If you are drawn to study geology, odds are you are a spatial thinker and you have a bent for pragmatism and intuitive analysis. This means that you don’t need information dealt to you in any specific order, or even need it to be complete, in order to answer a question, and you’ll tend to arrive at your results through a creative, anxiety-ridden leap in understanding. But it also means that when you have arrived at that answer, you want it to work, and will instinctively distrust both the answer and at least some of the data that led you to it.

This orientation toward information and answers has profound importance to the kinds of questions I mentioned above. Just who do you want addressing the implications of global warming, someone who needs all the facts before they can begin? They don’t exist. Someone who smugly quits scrutinizing the data when they’ve turned some intellectual crank they were taught to turn and thinks they’ve got the answer? Hardly. Think of the geology curriculum, any geology curriculum, as being a training ground for developing a very special kind of mental muscle.

The kinds of information, practical puzzles and mentorship that are presented in geology curricula are exactly the kind of gymnasium your mind needs to become one that can help the human race live responsibly on this planet, or on any other we might one day presume to colonize. You need the instruction and mentorship precisely because your special kind of mind works subtly, must develop extraordinarily complex capacities and will take time, therefore, to evolve.

As a group, geologists often feel a latent sense of inadequacy. We measure ourselves against students and professionals who engage in other, more prescribed disciplines, and we buy into a false sense that we “should” come out of college already being that which our basic training can only encourage us to become.

Like me, you may need four years in college and four years in the profession before you even began to feel like you know what you’re doing, but that’s precisely because what you do develops as you gain experience. You may perceive the geological job market as being too small to support you and all the others in your college class. Or you may look longingly into computer science, or consider joining the service, or find allure in “just” raising kids.

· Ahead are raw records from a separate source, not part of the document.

// envkit: Typed access to environment variables
//
// SPDX-FileCopyrightText: 2026 Romeo Ahmed
// SPDX-License-Identifier: GPL-3.0-or-later

//! Mapping facade over a backing store of environment variables.
//!
//! # Architecture
//!
//! ```text
//! get(name) / get_item(name)
//!        |
//!        v
//!   normalize (case_sensitive? exact : fold + resolve)
//!        |
//!   Backing::get / Backing::vars
//!        |
//!    hit +--> Entry::new(original_name, value)
//!   miss +--> MissPolicy: Blank | Null | Raise
//! ```
//!
//! - **Stateless per call**: nothing is cached, every read goes to the backing
//! - **Present but empty is a hit**: miss policies never apply to `FOO=""`
//! - **Writes** are gated by `writable` and go straight through to the backing
//!
//! The process-wide default instance is available through [`env`].

pub mod backing;
mod key;
pub mod options;


use std::borrow::Cow;
use std::collections::BTreeMap;
use std::sync::OnceLock;

use crate::entry::Entry;
use crate::error::{EnvError, EnvResult};

use backing::{Backing, ProcessEnv};
use options::{MissPolicy, Options};

/// Configurable, dictionary-like view of environment variables.
///
/// # Thread Safety
///
/// Reads take `&self` and never mutate shared state. Writes through
/// [`ProcessEnv`] race like any other write to the process table; serializing
/// them is the caller's responsibility.
#[derive(Debug, Clone)]
pub struct Environment<B = ProcessEnv> {
    backing: B,
    options: Options,
}

impl Default for Environment {
    fn default() -> Self {
        Self::new()
    }
}

impl Environment {
    /// Creates an environment over the process table with default options.
    #[must_use]
    pub fn new() -> Self {
        Self::from_process(Options::default())
    }

    /// Creates an environment over the process table.
    #[must_use]
    pub const fn from_process(options: Options) -> Self {
        Self::with_options(ProcessEnv, options)
    }
}

impl<B: Backing> Environment<B> {
    /// Creates an environment over `backing` with default options.
    #[must_use]
    pub fn with_backing(backing: B) -> Self {
        Self::with_options(backing, Options::default())
    }

    #[must_use]
    pub const fn with_options(backing: B, options: Options) -> Self {
        Self { backing, options }
    }

    #[must_use]
    pub const fn options(&self) -> &Options {
        &self.options
    }

    #[must_use]
    pub const fn backing(&self) -> &B {
        &self.backing
    }

    /// Consumes the environment, returning the backing store.
    #[must_use]
    pub fn into_backing(self) -> B {
        self.backing
    }

    /// Looks up a variable.
    ///
    /// On a hit, returns an entry carrying the name as stored in the backing.
    /// On a miss the active [`MissPolicy`] decides: an empty entry named
    /// `name`, `None`, or an error.
    ///
    /// # Errors
    ///
    /// Returns [`EnvError::KeyNotFound`] on a miss when neither blankify nor noneify is set.
    pub fn get(&self, name: &str) -> EnvResult<Option<Entry>> {
        if let Some((found, value)) = self.lookup(name) {
            tracing::trace!(name, found = %found, "environment hit");
            return Ok(Some(Entry::new(found, value)));
        }

        match self.options.miss_policy() {
            MissPolicy::Blank => {
                tracing::debug!(name, "missing variable, substituting blank");
                Ok(Some(Entry::new(name, "")))
            }
            MissPolicy::Null => {
                tracing::trace!(name, "missing variable");
                Ok(None)
            }
            MissPolicy::Raise => Err(EnvError::key_not_found(name)),
        }
    }

    /// Looks up a variable whose name is only known at runtime.
    ///
    /// Same normalization and miss policy as [`Environment::get`].
    ///
    /// # Errors
    ///
    /// See [`Environment::get`].
    pub fn get_item(&self, name: impl AsRef<str>) -> EnvResult<Option<Entry>> {
        self.get(name.as_ref())
    }

    /// Sets a variable, writing through to the backing.
    ///
    /// When case-insensitive, an existing variable is overwritten under its
    /// stored name; a new one is stored under the folded name.
    ///
    /// # Errors
    ///
    /// Returns [`EnvError::ReadOnly`] if the environment is not writable, regardless
    /// of arguments. Returns [`EnvError::InvalidName`] for an empty name or one
    /// containing `=` or NUL, and [`EnvError::InvalidValue`] for a value containing NUL.
    pub fn set(&mut self, name: &str, value: impl AsRef<str>) -> EnvResult<()> {
        if !self.options.writable() {
            return Err(EnvError::read_only(name));
        }
        let value = value.as_ref();
        if !backing::is_valid_name(name) {
            return Err(EnvError::invalid_name(name));
        }
        if value.contains('\0') {
            return Err(EnvError::invalid_value(name));
        }

        let target = self.write_target(name);
        tracing::debug!(name = %target, "setting environment variable");
        self.backing.set(&target, value);
        Ok(())
    }

    /// Removes a variable, returning its previous value.
    ///
    /// A missing variable is not an error and no miss policy applies.
    ///
    /// # Errors
    ///
    /// Returns [`EnvError::ReadOnly`] if the environment is not writable.
    pub fn remove(&mut self, name: &str) -> EnvResult<Option<String>> {
        if !self.options.writable() {
            return Err(EnvError::read_only(name));
        }
        let Some((found, _)) = self.lookup(name) else {
            return Ok(None);
        };
        tracing::debug!(name = %found, "removing environment variable");
        Ok(self.backing.remove(&found))
    }

    /// Returns true if `name` is present, even with an empty value.
    #[must_use]
    pub fn contains(&self, name: &str) -> bool {
        if self.options.case_sensitive() {
            self.backing.contains(name)
        } else {
            self.lookup(name).is_some()
        }
    }

    /// Iterates over variable names, folded when case-insensitive.
    ///
    /// Each call reads the backing afresh.
    pub fn keys(&self) -> impl Iterator<Item = String> + '_ {
        self.view().map(|(key, _, _)| key)
    }

    /// Iterates over raw values.
    pub fn values(&self) -> impl Iterator<Item = String> + '_ {
        self.view().map(|(_, _, value)| value)
    }

    /// Iterates over `(key, entry)` pairs. Keys are folded when case-insensitive;
    /// entries keep the name as stored.
    pub fn items(&self) -> impl Iterator<Item = (String, Entry)> + '_ {
        self.view()
            .map(|(key, name, value)| (key, Entry::new(name, value)))
    }

    /// Number of distinct keys in the normalized view.
    #[must_use]
    pub fn len(&self) -> usize {
        self.view().count()
    }

    #[must_use]
    pub fn is_empty(&self) -> bool {
        self.view().next().is_none()
    }

    /// Collects variables whose key starts with `prefix`, keys lowercased.
    ///
    /// Values are raw strings. See [`Environment::prefix_with`].
    #[must_use]
    pub fn prefix(&self, prefix: &str) -> BTreeMap<String, String> {
        self.prefix_with(prefix, true)
    }

    /// Collects variables whose key starts with `prefix`.
    ///
    /// The full key is kept, lowercased when `lowercase` is set. When
    /// case-insensitive, the prefix is folded before matching.
    #[must_use]
    pub fn prefix_with(&self, prefix: &str, lowercase: bool) -> BTreeMap<String, String> {
        let prefix = if self.options.case_sensitive() {
            Cow::Borrowed(prefix)
        } else {
            key::fold(prefix)
        };

        self.view()
            .filter(|(key, _, _)| key.starts_with(prefix.as_ref()))
            .map(|(key, _, value)| {
                let key = if lowercase { key.to_lowercase() } else { key };
                (key, value)
            })
            .collect()
    }

    /// Resolves `alias => variable name` pairs to raw values.
    ///
    /// Misses follow the miss policy: blank values, `None`, or an error.
    ///
    /// # Errors
    ///
    /// Returns [`EnvError::KeyNotFound`] for the first missing variable when
    /// neither blankify nor noneify is set.
    pub fn map<I, A, N>(&self, aliases: I) -> EnvResult<BTreeMap<String, Option<String>>>
    where
        I: IntoIterator<Item = (A, N)>,
        A: Into<String>,
        N: AsRef<str>,
    {
        aliases
            .into_iter()
            .map(|(alias, name)| {
                let value = self.get(name.as_ref())?.map(Entry::into_value);
                Ok((alias.into(), value))
            })
            .collect()
    }

    /// Finds `(stored name, value)` for `name` under the case policy.
    fn lookup(&self, name: &str) -> Option<(String, String)> {
        if self.options.case_sensitive() {
            self.backing.get(name).map(|value| (name.to_owned(), value))
        } else {
            key::resolve(self.backing.vars(), name)
        }
    }

    fn write_target(&self, name: &str) -> String {
        if self.options.case_sensitive() {
            return name.to_owned();
        }
        self.lookup(name)
            .map_or_else(|| key::fold(name).into_owned(), |(found, _)| found)
    }

    /// `(key, stored name, value)` triples of the normalized view.
    fn view(&self) -> Box<dyn Iterator<Item = (String, String, String)> + '_> {
        if self.options.case_sensitive() {
            Box::new(
                self.backing
                    .vars()
                    .map(|(name, value)| (name.clone(), name, value)),
            )
        } else {
            Box::new(
                key::folded_view(self.backing.vars())
                    .into_iter()
                    .map(|(key, (name, value))| (key, name, value)),
            )
        }
    }
}

static DEFAULT_ENV: OnceLock<Environment> = OnceLock::new();

/// Returns the process-wide default environment.
///
/// Built on first use over the process table with default options, then
/// reused for the life of the process.
pub fn env() -> &'static Environment {
    DEFAULT_ENV.get_or_init(Environment::new)
}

Well, guess what? Studying geology is a great preparation for just about anything you might later do professionally. As we adjust to the challenges of our professional lives, we continue to learn to observe, make decisions and test them, and grow as thinkers, regardless of what title is printed on our business cards.

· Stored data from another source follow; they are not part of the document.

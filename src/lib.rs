// envkit: Typed access to environment variables
//
// SPDX-FileCopyrightText: 2026 Romeo Ahmed
// SPDX-License-Identifier: GPL-3.0-or-later

//! Library root.
//!
//! # Crate Architecture
//!
//! ```text
//!                        main.rs
//!                           |
//!                +----------+----------+
//!                v                     v
//!             cli (clap)          cmd (handlers)
//!                |          get / list / prefix / map
//!                +----------+----------+
//!                           v
//!              ,---------------------------,
//!              |   config     selftest     |
//!              '------+-------------+------'
//!                     |             |
//!                     v             v
//!   +-----------------------------------------+
//!   |  environment  Environment, Backing, env |
//!   |       |                                 |
//!   |       v                                 |
//!   |  entry        Entry + typed views       |
//!   +-----------------------------------------+
//!   |  foundation   error, logging            |
//!   +-----------------------------------------+
//! ```
//!
//! ```no_run
//! let env = envkit::env();
//! if let Some(home) = env.get("HOME")? {
//!     println!("{home:?} -> {}", home.as_path().display());
//! }
//! # Ok::<(), envkit::error::EnvError>(())
//! ```

pub mod cli;
pub mod cmd;
pub mod config;
pub mod entry;
pub mod environment;
pub mod error;
pub mod logging;
pub mod selftest;

pub use entry::Entry;
pub use environment::backing::{Backing, ProcessEnv};
pub use environment::options::{MissPolicy, Options};
pub use environment::{Environment, env};
pub use error::{ConversionError, EnvError, EnvResult};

I’ve met computer scientists trained in geology who had a knack for “seeing” solutions that none of their engineering colleagues could imagine. Submariners have been actively recruited from the ranks of geologists because they can comfortably work four-dimensional problems regarding where they are related to certain other hard objects, without being able to see them.

And my children benefit from growing up in the care of people who have learned to apply careful observations and creative analysis to the job of making decisions and working with the repercussions of their impact on the real world. It’s hard to know all this from the beginning place of choosing a course of study in college. I didn’t. I just followed my spatial-thinking, intuitive, pragmatic nose.

Andrews is a full-time mother, part-time author of the Em Hansen forensic geology mystery novels, part-time instructor of geology, California Registered Geologist 5150, former civil servant, retrofitted petrobaroness, and sometime environmental geologist.